Portail informatique

Architecture

Branch prediction

Download the archive branch_prediction.tgz and extract it. Study it program branch_prediction.c.

Run (several times) the program with argument 0, then with argument 1.

Use perf stat in order to measure the number of mispredicted branches:

$ perf stat ./branch_prediction 0

Compare the execution times, and the number of mispredicted branches. How does this number relates to the number of iterations ?

SIMD

Download the archive simd.tgz and extract it.

Study simd.c. Run (several times) the program by varying the argument from 0 to 2. Compare the execution times.

Let's play with the caches

Download the archive cache.tgz and extract it.

Cache lines

Study and run the cache_line.c program.

Estimate the number of memory accesses required for this program. Run the program with valgrind --tool=cachegrind. Is the program making efficient use of processor caches? How does the number of cache misses relates to the matrix size ?

Modify the program to reduce the number of cache misses.

False sharing

Run the lstopo command (included in the hwloc package) to see the number of cores in your machine as well as the different cache memory available.

Run the cache program by varying the placement of the threads and compare the execution times.

Modify the program so that the performance is the same for any thread placement. Estimate the size of the cache lines on the machine you are using.

Hyper-threading

Download the archive smt.tgz and extract it. Run the program by varying the placement of threads as well as the type of calculation unit exploited.

Optimization of a program

Download the archive program_to_optimize.tgz and extract it.
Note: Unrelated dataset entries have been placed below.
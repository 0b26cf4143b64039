//! This module defines [AnyColumn], a column whose element type is only known at runtime,
//! and [AnyValue], a single entry of such a column.

use std::fmt::Display;

use crate::{
    bitmap::BitmapSlice,
    datatypes::{ElementType, Id128, Instant},
    error::{Error, Result},
    management::ByteSized,
};

use super::{
    characteristics::Characteristics,
    column::{
        BooleanColumn, ByteColumn, BytesColumn, Column, DictStringColumn, DoubleColumn,
        FloatColumn, Id128Column, InstantColumn, IntColumn, LongColumn, ShortColumn, StringColumn,
    },
};

/// Column of any supported [ElementType].
#[derive(Debug, Clone)]
pub enum AnyColumn {
    /// Column of [bool]
    Boolean(BooleanColumn),
    /// Column of [i8]
    Byte(ByteColumn),
    /// Column of [i16]
    Short(ShortColumn),
    /// Column of [i32]
    Int(IntColumn),
    /// Column of [i64]
    Long(LongColumn),
    /// Column of [f32]
    Float(FloatColumn),
    /// Column of [f64]
    Double(DoubleColumn),
    /// Column of strings
    String(StringColumn),
    /// Column of byte arrays
    Bytes(BytesColumn),
    /// Column of dictionary encoded strings
    DictString(DictStringColumn),
    /// Column of [Id128]
    Id128(Id128Column),
    /// Column of [Instant]
    Instant(InstantColumn),
}

/// Evaluate `$body` for the column inside any variant.
macro_rules! dispatch {
    (@arms $column:expr, $name:ident => $body:expr; $($variant:ident),*) => {
        match $column {
            $(AnyColumn::$variant($name) => $body,)*
        }
    };
    ($column:expr, $name:ident => $body:expr) => {
        dispatch!(@arms $column, $name => $body;
            Boolean, Byte, Short, Int, Long, Float, Double, String, Bytes, DictString, Id128, Instant)
    };
}

/// Evaluate `$body` for the column inside any variant and wrap the result in the same variant.
macro_rules! map_column {
    (@arms $column:expr, $name:ident => $body:expr; $($variant:ident),*) => {
        match $column {
            $(AnyColumn::$variant($name) => AnyColumn::$variant($body),)*
        }
    };
    ($column:expr, $name:ident => $body:expr) => {
        map_column!(@arms $column, $name => $body;
            Boolean, Byte, Short, Int, Long, Float, Double, String, Bytes, DictString, Id128, Instant)
    };
}

/// Evaluate `$body` for two columns of the same variant, or `$mismatch` otherwise.
macro_rules! dispatch_pair {
    (@arms $left:expr, $right:expr, ($l:ident, $r:ident) => $body:expr, $mismatch:expr;
        $($variant:ident),*) => {
        match ($left, $right) {
            $((AnyColumn::$variant($l), AnyColumn::$variant($r)) => $body,)*
            _ => $mismatch,
        }
    };
    ($left:expr, $right:expr, ($l:ident, $r:ident) => $body:expr, _ => $mismatch:expr) => {
        dispatch_pair!(@arms $left, $right, ($l, $r) => $body, $mismatch;
            Boolean, Byte, Short, Int, Long, Float, Double, String, Bytes, DictString, Id128, Instant)
    };
}

impl AnyColumn {
    /// Create an empty column of the given type.
    pub fn empty(element_type: ElementType) -> Self {
        match element_type {
            ElementType::Boolean => Self::Boolean(Column::empty()),
            ElementType::Byte => Self::Byte(Column::empty()),
            ElementType::Short => Self::Short(Column::empty()),
            ElementType::Int => Self::Int(Column::empty()),
            ElementType::Long => Self::Long(Column::empty()),
            ElementType::Float => Self::Float(Column::empty()),
            ElementType::Double => Self::Double(Column::empty()),
            ElementType::String => Self::String(Column::empty()),
            ElementType::Bytes => Self::Bytes(Column::empty()),
            ElementType::DictString => Self::DictString(Column::empty()),
            ElementType::Id128 => Self::Id128(Column::empty()),
            ElementType::Instant => Self::Instant(Column::empty()),
        }
    }

    /// Element type of this column.
    pub fn element_type(&self) -> ElementType {
        dispatch!(self, column => column.element_type())
    }

    /// Number of entries, including nulls.
    pub fn len(&self) -> usize {
        dispatch!(self, column => column.len())
    }

    /// Return `true` if this column has no entries.
    pub fn is_empty(&self) -> bool {
        self.len() == 0
    }

    /// Return `true` if the entry at `index` is null.
    ///
    /// # Panics
    /// Panics if `index` is out of bounds.
    pub fn is_null(&self, index: usize) -> bool {
        dispatch!(self, column => column.is_null(index))
    }

    /// Number of nulls.
    pub fn null_count(&self) -> usize {
        dispatch!(self, column => column.null_count())
    }

    /// Guarantees of this column.
    pub fn characteristics(&self) -> Characteristics {
        dispatch!(self, column => column.characteristics())
    }

    /// Return the entry at `index`, or `None` if it is null.
    ///
    /// # Panics
    /// Panics if `index` is out of bounds.
    pub fn get(&self, index: usize) -> Option<AnyValue> {
        dispatch!(self, column => column.get(index).map(AnyValue::from))
    }

    /// Textual representation of the entry at `index`, `null` for nulls.
    ///
    /// # Panics
    /// Panics if `index` is out of bounds.
    pub fn display_value(&self, index: usize) -> String {
        self.get(index)
            .map_or_else(|| "null".to_string(), |value| value.to_string())
    }

    /// Iterate over all entries, with `None` for nulls.
    pub fn iter(&self) -> impl Iterator<Item = Option<AnyValue>> + '_ {
        (0..self.len()).map(|index| self.get(index))
    }

    /// See [Column::sub_column].
    pub fn sub_column(&self, from: usize, to: usize) -> Result<Self> {
        Ok(map_column!(self, column => column.sub_column(from, to)?))
    }

    /// See [Column::head].
    pub fn head(&self, count: usize) -> Self {
        map_column!(self, column => column.head(count))
    }

    /// See [Column::tail].
    pub fn tail(&self, count: usize) -> Self {
        map_column!(self, column => column.tail(count))
    }

    /// Return the entries of this column followed by those of `tail`.
    ///
    /// Returns an error if the element types differ, see also [Column::append].
    pub fn append(&self, tail: &Self) -> Result<Self> {
        dispatch_pair!(self, tail, (head, tail) => head.append(tail).map(Self::from), _ => {
            Err(Error::TypeMismatch {
                expected: self.element_type(),
                found: tail.element_type(),
            })
        })
    }

    /// See [Column::slice].
    pub fn slice(&self) -> Self {
        map_column!(self, column => column.slice())
    }

    /// See [Column::copy].
    pub fn copy(&self) -> Self {
        map_column!(self, column => column.copy())
    }

    /// See [Column::apply_filter].
    pub fn apply_filter(&self, keep: &BitmapSlice, cardinality: usize) -> Result<Self> {
        Ok(map_column!(self, column => column.apply_filter(keep, cardinality)?))
    }

    /// See [Column::select].
    pub fn select(&self, indices: &[usize]) -> Result<Self> {
        Ok(map_column!(self, column => column.select(indices)?))
    }

    /// See [Column::select_optional].
    pub fn select_optional(&self, indices: &[Option<usize>]) -> Result<Self> {
        Ok(map_column!(self, column => column.select_optional(indices)?))
    }

    /// See [Column::to_sorted].
    pub fn to_sorted(&self) -> Result<Self> {
        Ok(map_column!(self, column => column.to_sorted()?))
    }

    /// See [Column::to_distinct].
    pub fn to_distinct(&self) -> Result<Self> {
        Ok(map_column!(self, column => column.to_distinct()?))
    }

    /// See [Column::is_heap].
    pub fn is_heap(&self) -> bool {
        dispatch!(self, column => column.is_heap())
    }

    /// See [Column::to_heap].
    pub fn to_heap(&self) -> Self {
        map_column!(self, column => column.to_heap())
    }

    /// See [Column::verify_characteristics].
    pub fn verify_characteristics(&self) -> Result<()> {
        dispatch!(self, column => column.verify_characteristics())
    }

    /// Compare the entries of two columns, ignoring how they are stored.
    ///
    /// Unlike `==`, a string column equals a dictionary encoded column
    /// with the same strings.
    pub fn values_equal(&self, other: &Self) -> bool {
        self.len() == other.len() && self.iter().eq(other.iter())
    }
}

impl PartialEq for AnyColumn {
    fn eq(&self, other: &Self) -> bool {
        if matches!(
            (self, other),
            (Self::String(_), Self::DictString(_)) | (Self::DictString(_), Self::String(_))
        ) {
            return false;
        }

        dispatch_pair!(self, other, (left, right) => left == right, _ => false)
    }
}

impl ByteSized for AnyColumn {
    fn size_bytes(&self) -> u64 {
        dispatch!(self, column => column.size_bytes())
    }
}

macro_rules! any_column_from {
    ($($variant:ident($column:ty)),*) => {
        $(
            impl From<$column> for AnyColumn {
                fn from(column: $column) -> Self {
                    Self::$variant(column)
                }
            }
        )*
    };
}

any_column_from!(
    Boolean(BooleanColumn),
    Byte(ByteColumn),
    Short(ShortColumn),
    Int(IntColumn),
    Long(LongColumn),
    Float(FloatColumn),
    Double(DoubleColumn),
    String(StringColumn),
    Bytes(BytesColumn),
    DictString(DictStringColumn),
    Id128(Id128Column),
    Instant(InstantColumn)
);

/// Single non-null entry of an [AnyColumn].
///
/// Dictionary encoded strings are represented as [AnyValue::String].
#[derive(Debug, Clone, PartialEq)]
pub enum AnyValue {
    /// A [bool]
    Boolean(bool),
    /// An [i8]
    Byte(i8),
    /// An [i16]
    Short(i16),
    /// An [i32]
    Int(i32),
    /// An [i64]
    Long(i64),
    /// An [f32]
    Float(f32),
    /// An [f64]
    Double(f64),
    /// A string
    String(String),
    /// A byte array
    Bytes(Vec<u8>),
    /// An [Id128]
    Id128(Id128),
    /// An [Instant]
    Instant(Instant),
}

macro_rules! any_value_from {
    ($($variant:ident($value:ty)),*) => {
        $(
            impl From<$value> for AnyValue {
                fn from(value: $value) -> Self {
                    Self::$variant(value)
                }
            }
        )*
    };
}

any_value_from!(
    Boolean(bool),
    Byte(i8),
    Short(i16),
    Int(i32),
    Long(i64),
    Float(f32),
    Double(f64),
    String(String),
    Bytes(Vec<u8>),
    Id128(Id128),
    Instant(Instant)
);

impl Display for AnyValue {
    fn fmt(&self, f: &mut std::fmt::Formatter<'_>) -> std::fmt::Result {
        match self {
            AnyValue::Boolean(value) => write!(f, "{value}"),
            AnyValue::Byte(value) => write!(f, "{value}"),
            AnyValue::Short(value) => write!(f, "{value}"),
            AnyValue::Int(value) => write!(f, "{value}"),
            AnyValue::Long(value) => write!(f, "{value}"),
            AnyValue::Float(value) => write!(f, "{value}"),
            AnyValue::Double(value) => write!(f, "{value}"),
            AnyValue::String(value) => write!(f, "{value}"),
            AnyValue::Bytes(value) => {
                write!(f, "0x")?;
                value.iter().try_for_each(|byte| write!(f, "{byte:02x}"))
            }
            AnyValue::Id128(value) => write!(f, "{value}"),
            AnyValue::Instant(value) => write!(f, "{value}"),
        }
    }
}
This program creates 4 threads that process a set of jobs. The result of each job is stored in an event structure. When all the jobs of a thread have been processed, a function (analyze_events()) analyzes the results.

Performance analysis

Compile the program without compiler optimization (with option -O0) and compare its execution time with the version optimized by the compiler (option -O3). The aim of the exercise is to optimize the program by hand in order to obtain performance approaching the performance of the version optimized by the compiler.

Improving the use of caches

Analyze the program and modify it to fix the cache problem.

There is a false sharing problem . We can correct it by adding padding.

Vectorization

Modify the analyze_events function to to vectorize (using AVX instructions by example) the loop.

You can help yourself for this from the guide Intel intrinsics which documents the intrinsics available according to your processor instruction sets (SSE, AVX, etc.)